Need an example? Let’s say you’re at a business mix-and-mingle event at a local watering hole put on by a professional organization or your company. Your vision for success is that you’ll enjoy yourself and make a few new connections. You’ve just walked up to someone standing by the bar and introduced yourself (which, as you may know, is your social duty and responsibility). Here’s what the initial conversation might sound like:
You: So, what made you decide to attend this event this evening?
Them: I try to make as many of these as possible because they’re a great way to meet other people in the organization / industry. And it’s a setting away from the office. Plus, I love the local lager they have on tap here.
You: I’m a local beer fan, too. (Note: the mutual interest in local beer is a topic you can expand on later.) You mean you’ve actually connected with some interesting people at events like this one?
Them: Yes, absolutely.
You: Are there any people here you’d be willing to introduce to me?

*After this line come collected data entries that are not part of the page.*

// harness.rs - Scoped database access for tests
//
// `DbTest::dbconnect` is the piece every test goes through:
// 1. Create a fresh schema named after the test
// 2. Hand the test body a `TestConnection` pinned to that schema
// 3. Drop the schema and close the connection, whatever the body did
//
// The body runs on its own tokio task so that a failed `assert!` (a panic)
// is caught, the schema is still dropped, and the panic is then resumed so
// the test fails as usual.

use crate::config::DbConfig;
use crate::connection;
use crate::errors::{Error, Result};
use crate::fixtures::{self, FixtureDir, FixtureTable};
use crate::row::Row;
use sqlx::PgPool;
use std::future::Future;
use std::path::Path;

/// Connection settings plus the fixture directory for a test run
#[derive(Debug, Clone)]
pub struct DbTest {
    config: DbConfig,
    fixtures: FixtureDir,
}

impl DbTest {
    pub fn new(config: DbConfig, fixtures: FixtureDir) -> Self {
        Self { config, fixtures }
    }

    /// Build the harness from environment variables (and `.env`)
    pub fn from_env() -> Result<Self> {
        let config = DbConfig::from_env()?;
        let fixtures = FixtureDir::discover(config.fixture_dir.as_deref())?;
        Ok(Self::new(config, fixtures))
    }

    pub fn config(&self) -> &DbConfig {
        &self.config
    }

    pub fn fixtures(&self) -> &FixtureDir {
        &self.fixtures
    }

    /// Connect and create a fresh schema for `test_name`
    ///
    /// The caller owns the teardown; prefer `dbconnect`, which guarantees it.
    pub async fn connect(&self, test_name: &str) -> Result<TestConnection> {
        let schema = generate_test_schema_name(test_name);
        let pool = connection::connect(&self.config, Some(&schema)).await?;
        prepare_schema(&pool, &schema, self.config.require_postgis).await?;
        tracing::info!(test = test_name, schema = %schema, "test schema ready");

        Ok(TestConnection {
            pool,
            schema,
            fixtures: self.fixtures.clone(),
        })
    }

    /// Run `test_fn` with a connection to a fresh, isolated schema
    ///
    /// The schema is dropped and the connection closed after the body
    /// returns `Ok`, returns `Err` or panics. A panic is resumed after the
    /// teardown; an error from the body wins over a teardown error.
    pub async fn dbconnect<F, Fut>(&self, test_name: &str, test_fn: F) -> anyhow::Result<()>
    where
        F: FnOnce(TestConnection) -> Fut,
        Fut: Future<Output = anyhow::Result<()>> + Send + 'static,
    {
        let conn = self.connect(test_name).await?;
        let outcome = tokio::spawn(test_fn(conn.clone())).await;
        let teardown = conn.teardown().await;

        match outcome {
            Ok(result) => {
                if let Err(e) = &teardown {
                    tracing::warn!(test = test_name, error = %e, "teardown failed");
                }
                result?;
                teardown?;
                Ok(())
            }
            Err(join_error) => {
                if let Err(e) = teardown {
                    tracing::warn!(test = test_name, error = %e, "teardown failed");
                }
                if join_error.is_panic() {
                    std::panic::resume_unwind(join_error.into_panic());
                }
                Err(anyhow::anyhow!("test body of {test_name} was cancelled"))
            }
        }
    }
}

/// A live connection pinned to one test's schema
///
/// Cloning is cheap and every clone talks to the same single connection.
#[derive(Debug, Clone)]
pub struct TestConnection {
    pool: PgPool,
    schema: String,
    fixtures: FixtureDir,
}

impl TestConnection {
    /// Name of the schema this test owns
    pub fn schema(&self) -> &str {
        &self.schema
    }

    /// The underlying pool, for typed `sqlx` queries
    pub fn pool(&self) -> &PgPool {
        &self.pool
    }

    /// Execute a fixture file given by path
    pub async fn load_fixtures(&self, path: impl AsRef<Path>) -> Result<()> {
        fixtures::load_fixtures(&self.pool, path.as_ref()).await
    }

    /// Execute a fixture file from the fixture directory
    pub async fn load_fixture(&self, name: &str) -> Result<()> {
        self.load_fixtures(self.fixtures.path(name)).await
    }

    /// Execute the fixture file that seeds `T`
    pub async fn load_table<T: FixtureTable>(&self) -> Result<()> {
        self.load_fixture(T::FIXTURE).await
    }

    /// Run a single statement, returning the number of affected rows
    pub async fn execute(&self, sql: &str) -> Result<u64> {
        let result = sqlx::query(sql)
            .execute(&self.pool)
            .await
            .map_err(|e| Error::query(sql.trim(), e))?;
        Ok(result.rows_affected())
    }

    /// Run a query and fetch every row as a dynamically typed `Row`
    pub async fn fetch_rows(&self, sql: &str) -> Result<Vec<Row>> {
        tracing::debug!(schema = %self.schema, sql = sql.trim(), "fetching rows");
        let pg_rows = sqlx::query(sql)
            .fetch_all(&self.pool)
            .await
            .map_err(|e| Error::query(sql.trim(), e))?;
        pg_rows.iter().map(Row::from_pg_row).collect()
    }

    /// `SELECT COUNT(*)` of a table
    pub async fn count_rows(&self, table: &str) -> Result<i64> {
        let sql = format!("SELECT COUNT(*) FROM {}", connection::quote_ident(table));
        sqlx::query_scalar::<_, i64>(&sql)
            .fetch_one(&self.pool)
            .await
            .map_err(|e| Error::query(sql.clone(), e))
    }

    /// Drop the schema and close the connection
    pub async fn teardown(self) -> Result<()> {
        let dropped = connection::drop_schema(&self.pool, &self.schema).await;
        self.pool.close().await;
        tracing::info!(schema = %self.schema, ok = dropped.is_ok(), "test schema dropped");
        dropped
    }
}

/// Bootstrap PostGIS if asked to and create `schema`
///
/// The pool is closed before a setup error is returned, since no
/// `TestConnection` exists yet to tear it down.
async fn prepare_schema(pool: &PgPool, schema: &str, require_postgis: bool) -> Result<()> {
    let setup = async {
        if require_postgis {
            connection::ensure_postgis(pool).await?;
        }
        connection::create_schema(pool, schema).await
    };
    if let Err(e) = setup.await {
        tracing::warn!(schema = %schema, error = %e, "schema setup failed, closing connection");
        pool.close().await;
        return Err(e);
    }
    Ok(())
}

/// Schema name for a test: `test_` plus the sanitised, truncated test name
///
/// Only ASCII alphanumerics and underscores survive, lower-cased, and the
/// name is cut at 50 characters to stay under the 63-byte identifier limit.
pub fn generate_test_schema_name(test_name: &str) -> String {
    let sanitized: String = test_name
        .chars()
        .map(|c| {
            if c.is_ascii_alphanumeric() || c == '_' {
                c.to_ascii_lowercase()
            } else {
                '_'
            }
        })
        .take(50)
        .collect();

    format!("test_{}", sanitized)
}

Them: Sure. I see my friend Jose over there. Let’s grab you that beer and then go over to say hi.
Bam! You’ve just made not one, but likely two new contacts. Maybe more if the evening continues in this fashion. And you can always compare notes on favorite local brews and build on other topics that come up as well. Just keep Going Three Deep when it seems right.
Here’s another example. Say you’re out having coffee with someone you met at an event like the one I’ve described above. It’s a get-to-know-each-other-better meeting.
You: I’d love to hear more about what you do. (Note: Okay, that’s not technically a question, but it’s still an inquiry. )
Them: [They spend a few minutes describing their job / business while you listen.]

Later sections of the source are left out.